Please repeat only the stretch of records running from the first line through the line that contains "const PRINTABLE = 1 << 2;".

Collected data entries:
┏━━
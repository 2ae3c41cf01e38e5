//! Standard security handler: password checks, key derivation and per-object decryption.

mod algorithms;
pub mod crypt_filters;
mod pkcs5;
pub(crate) mod rc4;

use crate::{Dictionary, Error, Object, ObjectId, Result};
use bitflags::bitflags;
use crypt_filters::*;
use log::debug;
use std::collections::BTreeMap;
use std::fmt;
use std::sync::Arc;
use thiserror::Error;

pub use algorithms::PasswordAlgorithm;
pub use crypt_filters::CryptMethod;

#[derive(Error, Debug)]
pub enum DecryptionError {
    #[error("missing encryption revision")]
    MissingRevision,
    #[error("missing encryption version")]
    MissingVersion,
    #[error("missing the owner password (/O)")]
    MissingOwnerPassword,
    #[error("missing the user password (/U)")]
    MissingUserPassword,
    #[error("missing the permissions field (/P)")]
    MissingPermissions,

    #[error("invalid key length")]
    InvalidKeyLength,
    #[error("invalid ciphertext length")]
    InvalidCipherTextLength,
    #[error("invalid password hash length")]
    InvalidHashLength,
    #[error("invalid encryption version")]
    InvalidVersion,
    // Used generically when an entry of the encryption dictionary has the wrong type
    #[error("unexpected type in the encryption dictionary")]
    InvalidType,

    #[error("the supplied password is incorrect")]
    IncorrectPassword,

    #[error("the document uses an encryption scheme that is not implemented")]
    UnsupportedEncryption,
    #[error("the encryption revision is not implemented")]
    UnsupportedRevision,
    #[error("the encryption version is not implemented")]
    UnsupportedVersion,
    #[error("unsupported security handler /{}", String::from_utf8_lossy(.0))]
    UnsupportedSecurityHandler(Vec<u8>),

    #[error(transparent)]
    StringPrep(#[from] stringprep::Error),
}

bitflags! {
    /// User access permissions from the `/P` entry.
    #[derive(Clone, Copy, Debug, Eq, Hash, Ord, PartialEq, PartialOrd)]
    pub struct Permissions: u64 {
        /// Print the document (possibly not at the highest quality level, depending on whether
        /// [`Permissions::PRINTABLE_IN_HIGH_QUALITY`] is also set).
        const PRINTABLE = 1 << 2;

        /// Modify the contents of the document by operations other than those controlled by
        /// [`Permissions::ANNOTABLE`], [`Permissions::FILLABLE`] and [`Permissions::ASSEMBLABLE`].
        const MODIFIABLE = 1 << 3;

        /// Copy or otherwise extract text and graphics from the document.
        const COPYABLE = 1 << 4;

        /// Add or modify text annotations and fill in interactive form fields.
        const ANNOTABLE = 1 << 5;

        /// Fill in existing interactive fields, even if [`Permissions::ANNOTABLE`] is clear.
        const FILLABLE = 1 << 8;

        /// Extract text and graphics for accessibility purposes.
        const COPYABLE_FOR_ACCESSIBILITY = 1 << 9;

        /// Insert, rotate or delete pages and create outline items or thumbnails.
        const ASSEMBLABLE = 1 << 10;

        /// Print at full fidelity.
        const PRINTABLE_IN_HIGH_QUALITY = 1 << 11;
    }
}

impl Default for Permissions {
    fn default() -> Self {
        Permissions::empty()
    }
}

/// What a piece of ciphertext is, which selects between `/StrF` and `/StmF`.
#[derive(Clone, Copy, Debug, PartialEq, Eq)]
pub enum DataKind {
    String,
    Stream,
}

/// Everything needed to decrypt the strings and streams of one document.
///
/// Built once from the trailer's `/Encrypt` dictionary and a password; immutable afterwards.
pub struct EncryptionContext {
    crypt_filters: BTreeMap<Vec<u8>, Arc<dyn CryptFilter>>,
    stream_filter: Arc<dyn CryptFilter>,
    string_filter: Arc<dyn CryptFilter>,
    file_encryption_key: Vec<u8>,
    permissions: Permissions,
    version: i64,
    revision: i64,
    encrypt_metadata: bool,
}

/// Map a `/CFM` name onto a crypt filter.
fn crypt_filter_for_method(method: &[u8]) -> Result<Arc<dyn CryptFilter>> {
    Ok(match method {
        b"None" => Arc::new(IdentityCryptFilter),
        b"V2" => Arc::new(Rc4CryptFilter),
        b"AESV2" => Arc::new(Aes128CryptFilter),
        b"AESV3" => Arc::new(Aes256CryptFilter),
        _ => return Err(DecryptionError::UnsupportedEncryption.into()),
    })
}

/// Read the `/CF` dictionary of a V4 or V5 handler.
fn read_crypt_filters(encrypted: &Dictionary) -> Result<BTreeMap<Vec<u8>, Arc<dyn CryptFilter>>> {
    let mut filters = BTreeMap::new();
    let Ok(cf) = encrypted.get(b"CF").and_then(Object::as_dict) else {
        return Ok(filters);
    };
    for (name, filter) in cf {
        let filter = filter.as_dict().map_err(|_| DecryptionError::InvalidType)?;
        let method = match filter.get(b"CFM") {
            Ok(method) => method.as_name().map_err(|_| DecryptionError::InvalidType)?,
            Err(_) => b"None".as_slice(),
        };
        filters.insert(name.clone(), crypt_filter_for_method(method)?);
    }
    Ok(filters)
}

impl EncryptionContext {
    /// Authenticate `password` against the encryption dictionary and derive the file key.
    ///
    /// `file_id` is the first element of the trailer's `/ID` array (empty if there is none).
    /// The password is tried as the user password first, then as the owner password.
    pub fn from_trailer(encrypted: &Dictionary, file_id: &[u8], password: &str) -> Result<Self> {
        let handler = encrypted
            .get(b"Filter")
            .and_then(Object::as_name)
            .map_err(|_| Error::DictKey("Filter".to_string()))?;
        if handler != b"Standard" {
            return Err(DecryptionError::UnsupportedSecurityHandler(handler.to_vec()).into());
        }

        let algorithm = PasswordAlgorithm::try_from(encrypted)?;
        let file_encryption_key = algorithm.compute_file_encryption_key(file_id, password)?;

        let crypt_filters = if algorithm.version >= 4 {
            read_crypt_filters(encrypted)?
        } else {
            BTreeMap::new()
        };

        let mut context = Self {
            crypt_filters,
            stream_filter: Arc::new(Rc4CryptFilter),
            string_filter: Arc::new(Rc4CryptFilter),
            file_encryption_key,
            permissions: algorithm.permissions,
            version: algorithm.version,
            revision: algorithm.revision,
            encrypt_metadata: algorithm.encrypt_metadata,
        };

        // V4 and later select the filters by name; a missing name means Identity.
        if algorithm.version >= 4 {
            let filter_named = |key: &[u8]| -> Result<Arc<dyn CryptFilter>> {
                match encrypted.get(key) {
                    Ok(name) => context.named_filter(name.as_name().map_err(|_| DecryptionError::InvalidType)?),
                    Err(_) => Ok(Arc::new(IdentityCryptFilter)),
                }
            };
            let stream_filter = filter_named(b"StmF")?;
            let string_filter = filter_named(b"StrF")?;
            context.stream_filter = stream_filter;
            context.string_filter = string_filter;
        }

        debug!(
            "encryption V{} R{}: streams {:?}, strings {:?}",
            context.version,
            context.revision,
            context.stream_filter.method(),
            context.string_filter.method()
        );
        Ok(context)
    }

    fn named_filter(&self, name: &[u8]) -> Result<Arc<dyn CryptFilter>> {
        if name == b"Identity" {
            return Ok(Arc::new(IdentityCryptFilter));
        }
        self.crypt_filters
            .get(name)
            .cloned()
            .ok_or_else(|| DecryptionError::UnsupportedEncryption.into())
    }

    fn decrypt_with(&self, filter: &dyn CryptFilter, id: ObjectId, data: &[u8]) -> Result<Vec<u8>> {
        let key = filter.compute_key(&self.file_encryption_key, id);
        Ok(filter.decrypt(&key, data)?)
    }

    /// Decrypt one string or stream payload of object `id` with the document's default filter.
    pub fn decrypt(&self, kind: DataKind, id: ObjectId, data: &[u8]) -> Result<Vec<u8>> {
        let filter = match kind {
            DataKind::String => &self.string_filter,
            DataKind::Stream => &self.stream_filter,
        };
        self.decrypt_with(filter.as_ref(), id, data)
    }

    /// Decrypt a stream payload, honouring a `/Crypt` entry in the stream's own filter chain.
    pub fn decrypt_stream(&self, id: ObjectId, dict: &Dictionary, data: &[u8]) -> Result<Vec<u8>> {
        match self.stream_crypt_filter(dict)? {
            Some(filter) => self.decrypt_with(filter.as_ref(), id, data),
            None => self.decrypt(DataKind::Stream, id, data),
        }
    }

    /// The filter named by a `/Crypt` stage's decode parameters, if the stream has one.
    fn stream_crypt_filter(&self, dict: &Dictionary) -> Result<Option<Arc<dyn CryptFilter>>> {
        let names: Vec<&[u8]> = match dict.get(b"Filter") {
            Ok(Object::Name(name)) => vec![name.as_slice()],
            Ok(Object::Array(names)) => names.iter().filter_map(|name| name.as_name().ok()).collect(),
            _ => return Ok(None),
        };
        let Some(index) = names.iter().position(|name| *name == b"Crypt") else {
            return Ok(None);
        };
        let params = match dict.get(b"DecodeParms") {
            Ok(Object::Dictionary(params)) if index == 0 => Some(params),
            Ok(Object::Array(params)) => params.get(index).and_then(|params| params.as_dict().ok()),
            _ => None,
        };
        let name = params
            .and_then(|params| params.get(b"Name").and_then(Object::as_name).ok())
            .unwrap_or(b"Identity".as_slice());
        self.named_filter(name).map(Some)
    }

    /// Whether a stream with this dictionary is stored in the clear even though the
    /// document is encrypted.
    pub fn is_exempt(&self, dict: &Dictionary) -> bool {
        dict.has_type(b"XRef") || (!self.encrypt_metadata && dict.has_type(b"Metadata"))
    }

    pub fn permissions(&self) -> Permissions {
        Permissions::from_bits_truncate(self.permissions.bits())
    }

    pub fn version(&self) -> i64 {
        self.version
    }

    pub fn revision(&self) -> i64 {
        self.revision
    }

    /// Cipher used for streams without a `/Crypt` override.
    pub fn method(&self) -> CryptMethod {
        self.stream_filter.method()
    }

    /// Cipher used for strings.
    pub fn string_method(&self) -> CryptMethod {
        self.string_filter.method()
    }

    pub fn encrypt_metadata(&self) -> bool {
        self.encrypt_metadata
    }
}

impl fmt::Debug for EncryptionContext {
    fn fmt(&self, f: &mut fmt::Formatter<'_>) -> fmt::Result {
        f.debug_struct("EncryptionContext")
            .field("version", &self.version)
            .field("revision", &self.revision)
            .field("method", &self.method())
            .field("permissions", &self.permissions())
            .finish_non_exhaustive()
    }
}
┗━━
EXERCISE RESPONSE:
repository 2ae3c41cf01e38e5
//! Standard security handler: password checks, key derivation and per-object decryption.

mod algorithms;
pub mod crypt_filters;
mod pkcs5;
pub(crate) mod rc4;

use crate::{Dictionary, Error, Object, ObjectId, Result};
use bitflags::bitflags;
use crypt_filters::*;
use log::debug;
use std::collections::BTreeMap;
use std::fmt;
use std::sync::Arc;
use thiserror::Error;

pub use algorithms::PasswordAlgorithm;
pub use crypt_filters::CryptMethod;

#[derive(Error, Debug)]
pub enum DecryptionError {
    #[error("missing encryption revision")]
    MissingRevision,
    #[error("missing encryption version")]
    MissingVersion,
    #[error("missing the owner password (/O)")]
    MissingOwnerPassword,
    #[error("missing the user password (/U)")]
    MissingUserPassword,
    #[error("missing the permissions field (/P)")]
    MissingPermissions,

    #[error("invalid key length")]
    InvalidKeyLength,
    #[error("invalid ciphertext length")]
    InvalidCipherTextLength,
    #[error("invalid password hash length")]
    InvalidHashLength,
    #[error("invalid encryption version")]
    InvalidVersion,
    // Used generically when an entry of the encryption dictionary has the wrong type
    #[error("unexpected type in the encryption dictionary")]
    InvalidType,

    #[error("the supplied password is incorrect")]
    IncorrectPassword,

    #[error("the document uses an encryption scheme that is not implemented")]
    UnsupportedEncryption,
    #[error("the encryption revision is not implemented")]
    UnsupportedRevision,
    #[error("the encryption version is not implemented")]
    UnsupportedVersion,
    #[error("unsupported security handler /{}", String::from_utf8_lossy(.0))]
    UnsupportedSecurityHandler(Vec<u8>),

    #[error(transparent)]
    StringPrep(#[from] stringprep::Error),
}

bitflags! {
    /// User access permissions from the `/P` entry.
    #[derive(Clone, Copy, Debug, Eq, Hash, Ord, PartialEq, PartialOrd)]
    pub struct Permissions: u64 {
        /// Print the document (possibly not at the highest quality level, depending on whether
        /// [`Permissions::PRINTABLE_IN_HIGH_QUALITY`] is also set).
        const PRINTABLE = 1 << 2;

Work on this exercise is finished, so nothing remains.